Competing Dipolar and van der Waals Forces in Dynamic Self‐Healing of Poly(Ionic Liquid) Copolymers

Abstract These studies elucidate the origin of molecular processes involved in the self‐healing of imidazolium‐based poly(ionic liquid) copolymers (PILCs) subjected to dynamic surface oscillating forces (SOF). In contrast to their counterpart homopolymers, which are either brittle or exhibit irreversible responses, PILCs composed of short (‐CH 3 ; Me) and long (–CH) 2 ) 3 CH 3 ; Bu) aliphatic side chains attached to the cation‐anion pair composed of a 50/50 monomer molar ratio (poly(Me/Bu 50/50)) exhibit remarkable recovery.
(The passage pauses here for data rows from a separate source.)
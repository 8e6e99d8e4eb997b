//! Divide-and-conquer discovery of the manipulations that rebuild cleanly.
//!
//! The full set is built first. A failing group with more than one candidate
//! is split into `k = min(max(parallelism, 2), len)` interleaved partitions
//! (`idxs[i::k]`), so a single bad candidate poisons only one of them. The
//! recursion runs level by level: every group of one level is built as one
//! parallel batch on the worker pool, and the next level starts only after
//! the batch has joined. Accepted groups are merged in partition order.

use std::sync::atomic::{AtomicU64, Ordering};

use evasion_cache::{ErrorFreeStore, Lookup};
use evasion_types::ManipulationSet;
use tracing::{debug, info, warn};

use crate::errors::AttackError;
use crate::interfaces::ArtifactBuilder;
use crate::pool::WorkerPool;

/// Result of one filter run.
#[derive(Debug, Clone, PartialEq)]
pub struct FilterOutcome {
    /// Maximal subset that rebuilt successfully.
    pub accepted: ManipulationSet,
    /// Validation builds issued (zero on a cache hit).
    pub builds: u64,
    /// Whether the result came from the error-free cache.
    pub cached: bool,
}

/// A group of input indices plus its position in the partition tree.
struct Group {
    path: Vec<usize>,
    indices: Vec<usize>,
}

pub struct ErrorFreeFilter<'a> {
    builder: &'a dyn ArtifactBuilder,
    pool: &'a WorkerPool,
    store: Option<&'a dyn ErrorFreeStore>,
    builds: AtomicU64,
}

impl<'a> ErrorFreeFilter<'a> {
    pub fn new(builder: &'a dyn ArtifactBuilder, pool: &'a WorkerPool) -> Self {
        Self {
            builder,
            pool,
            store: None,
            builds: AtomicU64::new(0),
        }
    }

    pub fn with_store(mut self, store: &'a dyn ErrorFreeStore) -> Self {
        self.store = Some(store);
        self
    }

    /// Validation builds issued by this filter so far.
    pub fn builds(&self) -> u64 {
        self.builds.load(Ordering::Relaxed)
    }

    /// Maximal error-free subset of `set` for the artifact `identity`.
    pub fn filter(&self, identity: &str, set: &ManipulationSet) -> Result<FilterOutcome, AttackError> {
        if set.is_empty() {
            return Ok(FilterOutcome {
                accepted: ManipulationSet::empty(),
                builds: 0,
                cached: false,
            });
        }

        let tag = set.kind_tag();
        if let Some(store) = self.store {
            match store.load(identity, tag) {
                Lookup::Hit(accepted) => {
                    debug!(artifact = identity, tag = %tag, size = accepted.len(), "using cached error-free manipulations");
                    return Ok(FilterOutcome {
                        accepted,
                        builds: 0,
                        cached: true,
                    });
                }
                Lookup::Corrupt(reason) => {
                    warn!(artifact = identity, tag = %tag, reason = %reason, "corrupt error-free record, recomputing");
                }
                Lookup::Miss => {}
            }
        }

        let before = self.builds();
        let accepted = self.partition_search(set)?;
        let builds = self.builds() - before;

        info!(
            artifact = identity,
            tag = %tag,
            candidates = set.len(),
            accepted = accepted.len(),
            builds,
            "error-free filter done"
        );

        if let Some(store) = self.store {
            if let Err(e) = store.save(identity, tag, &accepted) {
                warn!(artifact = identity, error = %e, "failed to persist error-free manipulations");
            }
        }

        Ok(FilterOutcome {
            accepted,
            builds,
            cached: false,
        })
    }

    fn partition_search(&self, set: &ManipulationSet) -> Result<ManipulationSet, AttackError> {
        let k = self.pool.size();
        let mut accepted: Vec<Group> = Vec::new();
        let mut level = vec![Group {
            path: Vec::new(),
            indices: set.indices(),
        }];

        while !level.is_empty() {
            let results = self
                .pool
                .map(&level, |attempt, group| self.try_build(set, &group.indices, attempt));

            let mut next = Vec::new();
            for (group, result) in level.into_iter().zip(results) {
                if result? {
                    accepted.push(group);
                } else if group.indices.len() > 1 {
                    for (i, indices) in stride_partitions(&group.indices, k).into_iter().enumerate() {
                        let mut path = group.path.clone();
                        path.push(i);
                        next.push(Group { path, indices });
                    }
                } else {
                    debug!(index = group.indices[0], "dropping manipulation that breaks the rebuild");
                }
            }
            level = next;
        }

        // Lexicographic path order is the depth-first partition order.
        accepted.sort_by(|a, b| a.path.cmp(&b.path));
        let vector: Vec<usize> = accepted.into_iter().flat_map(|g| g.indices).collect();
        Ok(set.candidates_of(&vector)?)
    }

    fn try_build(&self, set: &ManipulationSet, indices: &[usize], attempt: usize) -> Result<bool, AttackError> {
        let subset = set.candidates_of(indices)?;
        self.builds.fetch_add(1, Ordering::Relaxed);
        match self.builder.validate(&subset, attempt) {
            Ok(()) => Ok(true),
            Err(e) => {
                debug!(attempt, size = indices.len(), error = %e, "validation build failed");
                Ok(false)
            }
        }
    }
}

/// Split `indices` into `min(k, len)` interleaved partitions.
///
/// At least two partitions are produced for groups of two or more, otherwise
/// a single worker would retry the same group forever.
pub fn stride_partitions(indices: &[usize], k: usize) -> Vec<Vec<usize>> {
    let n = k.max(2).min(indices.len()).max(1);
    (0..n)
        .map(|i| indices.iter().skip(i).step_by(n).copied().collect())
        .collect()
}
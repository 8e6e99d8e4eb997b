//! APK Evasion
//!
//! Black-box problem-space evasion attacks against APK malware classifiers:
//!
//! - **Candidate model**: feature categories, manipulations and manipulation sets ([`types`])
//! - **Caches**: persisted error-free manipulation sets and extracted features ([`cache`])
//! - **Attack engine**: space construction, error-free filtering, model probing and
//!   budgeted search ([`engine`])
//!
//! See [`engine::AttackOrchestrator`] for the per-artifact pipeline.

pub use evasion_cache as cache;
pub use evasion_core as engine;
pub use evasion_types as types;

pub use evasion_core::{AttackConfig, AttackOrchestrator, AttackRecord, Outcome};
These dynamic responses arise from the competing polar and dipolar forces attributed to a balanced coexistence of ordered and disordered states involving the reversible rearrangements of H‐bonding, ionic interactions, and London dispersion forces. These copolymer composition‐driven processes exhibit dynamic recovery due to significant entropy increases, causing energy dissipation and reversible segmental rearrangements to achieve energetically favorable states. Spectroscopic FT‐IR measurements combined with 2D correlation spectroscopic (2D‐COS) analysis supported by molecular dynamics (MD) simulations reveal the significance of short‐ and long‐forces involved in polar‐dipolar interactions that enable dynamic recovery. The combination of directional and non‐directional entropy‐driven interchanges appears promising for identifying PILC architectures capable of mechanical adaptability, dynamic self‐healing, and ionic conductivity.